→ WORK TO COMPLETE
Whenever "both" appears in a line, please copy that line from the data.

[[ EXTRACTED DATA, beginning ]]

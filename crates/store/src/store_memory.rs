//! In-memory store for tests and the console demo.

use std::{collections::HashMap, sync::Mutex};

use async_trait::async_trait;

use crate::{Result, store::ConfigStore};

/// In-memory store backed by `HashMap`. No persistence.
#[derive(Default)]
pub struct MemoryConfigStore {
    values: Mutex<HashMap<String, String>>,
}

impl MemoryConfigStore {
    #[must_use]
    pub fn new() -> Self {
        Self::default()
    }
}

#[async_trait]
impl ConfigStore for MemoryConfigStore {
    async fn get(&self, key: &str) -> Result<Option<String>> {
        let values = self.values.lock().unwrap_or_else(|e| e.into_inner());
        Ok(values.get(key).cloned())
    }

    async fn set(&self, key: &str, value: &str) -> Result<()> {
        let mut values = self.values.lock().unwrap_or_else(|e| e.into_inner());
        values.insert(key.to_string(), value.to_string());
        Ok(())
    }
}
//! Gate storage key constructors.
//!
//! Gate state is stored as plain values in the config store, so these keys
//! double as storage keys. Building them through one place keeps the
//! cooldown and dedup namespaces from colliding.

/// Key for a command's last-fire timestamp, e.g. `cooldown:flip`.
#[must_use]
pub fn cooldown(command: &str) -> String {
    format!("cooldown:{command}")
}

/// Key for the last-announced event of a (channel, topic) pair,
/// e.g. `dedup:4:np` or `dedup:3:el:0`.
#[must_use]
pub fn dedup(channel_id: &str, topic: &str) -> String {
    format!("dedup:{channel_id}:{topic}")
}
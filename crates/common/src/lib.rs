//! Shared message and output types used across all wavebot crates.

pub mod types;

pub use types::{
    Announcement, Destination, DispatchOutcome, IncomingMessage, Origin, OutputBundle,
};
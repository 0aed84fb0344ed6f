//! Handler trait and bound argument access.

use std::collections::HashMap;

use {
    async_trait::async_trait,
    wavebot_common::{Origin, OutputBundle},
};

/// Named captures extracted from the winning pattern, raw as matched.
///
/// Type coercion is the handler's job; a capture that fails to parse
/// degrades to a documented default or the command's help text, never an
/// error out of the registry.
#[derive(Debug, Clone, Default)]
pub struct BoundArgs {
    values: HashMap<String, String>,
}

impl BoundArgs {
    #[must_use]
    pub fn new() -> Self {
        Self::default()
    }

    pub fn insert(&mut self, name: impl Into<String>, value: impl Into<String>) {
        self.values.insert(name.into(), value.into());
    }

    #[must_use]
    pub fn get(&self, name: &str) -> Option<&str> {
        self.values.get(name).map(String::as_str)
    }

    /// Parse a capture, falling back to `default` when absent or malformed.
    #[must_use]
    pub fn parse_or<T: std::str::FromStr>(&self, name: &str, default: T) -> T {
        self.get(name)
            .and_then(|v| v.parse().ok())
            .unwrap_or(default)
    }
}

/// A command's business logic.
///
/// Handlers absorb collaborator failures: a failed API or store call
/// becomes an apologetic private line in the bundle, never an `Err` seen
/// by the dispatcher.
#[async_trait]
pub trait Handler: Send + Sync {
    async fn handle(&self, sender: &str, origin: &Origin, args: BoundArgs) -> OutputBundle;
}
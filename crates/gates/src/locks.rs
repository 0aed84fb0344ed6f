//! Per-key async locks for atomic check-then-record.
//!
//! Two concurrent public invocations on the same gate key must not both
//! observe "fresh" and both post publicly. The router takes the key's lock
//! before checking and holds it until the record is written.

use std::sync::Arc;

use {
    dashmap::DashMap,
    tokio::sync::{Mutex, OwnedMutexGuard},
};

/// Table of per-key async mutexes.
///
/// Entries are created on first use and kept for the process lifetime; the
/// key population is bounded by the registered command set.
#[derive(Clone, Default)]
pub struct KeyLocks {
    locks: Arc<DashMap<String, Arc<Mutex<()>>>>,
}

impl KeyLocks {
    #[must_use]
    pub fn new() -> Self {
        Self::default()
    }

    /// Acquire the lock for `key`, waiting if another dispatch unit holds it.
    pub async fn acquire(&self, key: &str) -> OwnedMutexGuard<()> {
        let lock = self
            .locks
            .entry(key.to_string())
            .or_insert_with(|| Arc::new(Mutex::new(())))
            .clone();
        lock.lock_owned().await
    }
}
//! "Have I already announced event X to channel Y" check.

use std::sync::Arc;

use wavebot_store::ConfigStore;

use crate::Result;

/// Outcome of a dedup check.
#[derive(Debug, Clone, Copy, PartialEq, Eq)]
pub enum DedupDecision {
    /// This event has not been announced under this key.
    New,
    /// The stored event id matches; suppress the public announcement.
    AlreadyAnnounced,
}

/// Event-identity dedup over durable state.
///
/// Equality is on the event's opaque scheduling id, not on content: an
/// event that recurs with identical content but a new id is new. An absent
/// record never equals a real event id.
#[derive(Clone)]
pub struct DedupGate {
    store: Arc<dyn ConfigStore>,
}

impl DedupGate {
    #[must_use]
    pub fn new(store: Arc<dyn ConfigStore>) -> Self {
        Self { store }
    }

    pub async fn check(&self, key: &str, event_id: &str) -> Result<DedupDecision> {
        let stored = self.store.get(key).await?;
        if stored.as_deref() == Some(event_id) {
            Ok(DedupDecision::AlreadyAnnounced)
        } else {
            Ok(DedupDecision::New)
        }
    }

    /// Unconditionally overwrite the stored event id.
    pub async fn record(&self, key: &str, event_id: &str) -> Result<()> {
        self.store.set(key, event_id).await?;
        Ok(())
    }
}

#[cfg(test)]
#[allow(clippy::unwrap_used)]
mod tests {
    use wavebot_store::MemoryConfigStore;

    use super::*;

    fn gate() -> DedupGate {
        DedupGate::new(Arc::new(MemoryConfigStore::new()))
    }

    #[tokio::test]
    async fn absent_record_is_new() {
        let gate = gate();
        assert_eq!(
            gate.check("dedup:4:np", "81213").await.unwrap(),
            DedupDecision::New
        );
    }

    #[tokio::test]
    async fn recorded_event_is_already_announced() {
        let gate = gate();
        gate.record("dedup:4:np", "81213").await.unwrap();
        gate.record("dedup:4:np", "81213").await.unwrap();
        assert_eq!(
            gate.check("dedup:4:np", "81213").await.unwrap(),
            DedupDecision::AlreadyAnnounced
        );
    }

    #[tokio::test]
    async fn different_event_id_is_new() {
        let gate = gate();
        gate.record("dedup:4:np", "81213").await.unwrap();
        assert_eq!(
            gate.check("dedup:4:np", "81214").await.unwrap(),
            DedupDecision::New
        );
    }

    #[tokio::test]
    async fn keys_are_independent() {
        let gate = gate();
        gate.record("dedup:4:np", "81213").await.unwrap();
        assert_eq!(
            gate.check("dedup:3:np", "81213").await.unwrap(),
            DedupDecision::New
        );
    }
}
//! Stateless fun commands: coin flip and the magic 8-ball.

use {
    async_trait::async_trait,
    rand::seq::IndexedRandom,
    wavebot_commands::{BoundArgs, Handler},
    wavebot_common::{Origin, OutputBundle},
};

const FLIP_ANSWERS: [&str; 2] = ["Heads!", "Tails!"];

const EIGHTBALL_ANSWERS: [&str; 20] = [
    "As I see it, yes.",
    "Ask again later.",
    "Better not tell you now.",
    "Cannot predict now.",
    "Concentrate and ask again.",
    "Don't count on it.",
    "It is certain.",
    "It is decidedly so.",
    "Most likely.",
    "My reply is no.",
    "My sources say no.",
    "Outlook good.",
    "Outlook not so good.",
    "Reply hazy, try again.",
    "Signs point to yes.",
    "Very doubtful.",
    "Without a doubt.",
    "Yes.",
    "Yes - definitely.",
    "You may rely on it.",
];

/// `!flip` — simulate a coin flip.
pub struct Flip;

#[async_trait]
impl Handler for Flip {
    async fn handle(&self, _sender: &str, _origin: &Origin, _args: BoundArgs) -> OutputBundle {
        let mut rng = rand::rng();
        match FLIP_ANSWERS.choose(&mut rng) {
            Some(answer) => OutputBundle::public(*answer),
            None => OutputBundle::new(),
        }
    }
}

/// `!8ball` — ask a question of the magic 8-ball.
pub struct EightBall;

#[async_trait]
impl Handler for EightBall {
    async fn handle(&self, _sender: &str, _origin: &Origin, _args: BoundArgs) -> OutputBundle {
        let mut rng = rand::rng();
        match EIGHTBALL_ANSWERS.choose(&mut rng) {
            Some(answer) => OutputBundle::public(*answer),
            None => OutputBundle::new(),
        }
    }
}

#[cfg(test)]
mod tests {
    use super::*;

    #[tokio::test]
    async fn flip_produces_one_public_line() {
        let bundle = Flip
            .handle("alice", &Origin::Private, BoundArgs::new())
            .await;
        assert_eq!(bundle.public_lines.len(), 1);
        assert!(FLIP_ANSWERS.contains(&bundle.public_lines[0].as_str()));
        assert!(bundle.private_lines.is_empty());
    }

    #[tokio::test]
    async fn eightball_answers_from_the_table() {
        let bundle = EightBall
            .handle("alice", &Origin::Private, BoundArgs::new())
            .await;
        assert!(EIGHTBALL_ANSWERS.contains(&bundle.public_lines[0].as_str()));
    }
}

[[ EXTRACTED DATA, end ]]

→ REPLY
//! Two concurrent public invocations on the same gate key must not both
//! observe "fresh" and both post publicly. The router takes the key's lock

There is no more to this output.